Exercise description
Every line of the records that holds the word "TrackerError" should be copied.

Records shown

use super::error::BencodeError;
use super::value::Value;
use bytes::Bytes;
use std::collections::BTreeMap;

const MAX_DEPTH: usize = 64;

/// Decodes exactly one value spanning the whole input.
///
/// Fails with [`BencodeError::TrailingData`] if bytes remain after the value.
pub fn decode(data: &[u8]) -> Result<Value, BencodeError> {
    let (value, consumed) = decode_prefix(data)?;
    if consumed != data.len() {
        return Err(BencodeError::TrailingData);
    }
    Ok(value)
}

/// Decodes one value from the start of `data` and returns it together with
/// the number of bytes it occupied.
///
/// Used where the raw encoding of a nested value matters, such as hashing
/// the `info` dictionary of a torrent.
pub fn decode_prefix(data: &[u8]) -> Result<(Value, usize), BencodeError> {
    let mut cursor = Cursor { data, pos: 0 };
    let value = cursor.value(0)?;
    Ok((value, cursor.pos))
}

struct Cursor<'a> {
    data: &'a [u8],
    pos: usize,
}

impl<'a> Cursor<'a> {
    fn peek(&self) -> Result<u8, BencodeError> {
        self.data
            .get(self.pos)
            .copied()
            .ok_or(BencodeError::UnexpectedEof)
    }

    /// Returns the bytes up to (not including) `delim` and steps past it.
    fn take_until(&mut self, delim: u8) -> Result<&'a [u8], BencodeError> {
        let rest: &'a [u8] = &self.data[self.pos..];
        let len = rest
            .iter()
            .position(|&b| b == delim)
            .ok_or(BencodeError::UnexpectedEof)?;
        self.pos += len + 1;
        Ok(&rest[..len])
    }

    fn value(&mut self, depth: usize) -> Result<Value, BencodeError> {
        if depth > MAX_DEPTH {
            return Err(BencodeError::NestingTooDeep);
        }

        match self.peek()? {
            b'i' => {
                self.pos += 1;
                self.integer().map(Value::Integer)
            }
            b'l' => {
                self.pos += 1;
                let mut items = Vec::new();
                while self.peek()? != b'e' {
                    items.push(self.value(depth + 1)?);
                }
                self.pos += 1;
                Ok(Value::List(items))
            }
            b'd' => {
                self.pos += 1;
                let mut dict = BTreeMap::new();
                while self.peek()? != b'e' {
                    let key = match self.peek()? {
                        b'0'..=b'9' => self.byte_string()?,
                        c => return Err(BencodeError::UnexpectedChar(c as char)),
                    };
                    let value = self.value(depth + 1)?;
                    dict.insert(key, value);
                }
                self.pos += 1;
                Ok(Value::Dict(dict))
            }
            b'0'..=b'9' => self.byte_string().map(Value::Bytes),
            c => Err(BencodeError::UnexpectedChar(c as char)),
        }
    }

    fn integer(&mut self) -> Result<i64, BencodeError> {
        let digits = self.take_until(b'e')?;
        let text = std::str::from_utf8(digits)
            .map_err(|_| BencodeError::InvalidInteger("not ascii".into()))?;

        let unsigned = text.strip_prefix('-').unwrap_or(text);
        if unsigned.is_empty() || !unsigned.bytes().all(|b| b.is_ascii_digit()) {
            return Err(BencodeError::InvalidInteger(text.into()));
        }
        if text == "-0" || (unsigned.len() > 1 && unsigned.starts_with('0')) {
            return Err(BencodeError::InvalidInteger(format!("non-canonical {text}")));
        }

        text.parse()
            .map_err(|_| BencodeError::InvalidInteger(text.into()))
    }

    fn byte_string(&mut self) -> Result<Bytes, BencodeError> {
        let digits = self.take_until(b':')?;
        if digits.is_empty()
            || (digits.len() > 1 && digits[0] == b'0')
            || !digits.iter().all(u8::is_ascii_digit)
        {
            return Err(BencodeError::InvalidStringLength);
        }

        let len: usize = std::str::from_utf8(digits)
            .ok()
            .and_then(|s| s.parse().ok())
            .ok_or(BencodeError::InvalidStringLength)?;

        let end = self
            .pos
            .checked_add(len)
            .filter(|&end| end <= self.data.len())
            .ok_or(BencodeError::UnexpectedEof)?;

        let bytes = Bytes::copy_from_slice(&self.data[self.pos..end]);
        self.pos = end;
        Ok(bytes)
    }
}
use thiserror::Error;

use crate::config::ConfigError;
use crate::metainfo::MetainfoError;
use crate::storage::StorageError;
use crate::tracker::TrackerError;

#[derive(Debug, Error)]
pub enum SessionError {
    #[error("config error: {0}")]
    Config(#[from] ConfigError),

    #[error("metainfo error: {0}")]
    Metainfo(#[from] MetainfoError),

    #[error("storage error: {0}")]
    Storage(#[from] StorageError),

    #[error("tracker error: {0}")]
    Tracker(#[from] TrackerError),

    #[error("io error: {0}")]
    Io(#[from] std::io::Error),

    #[error("no free listen port in {start}..={end}")]
    NoFreePort { start: u16, end: u16 },
}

Problem solution
use crate::tracker::TrackerError;
    Tracker(#[from] TrackerError),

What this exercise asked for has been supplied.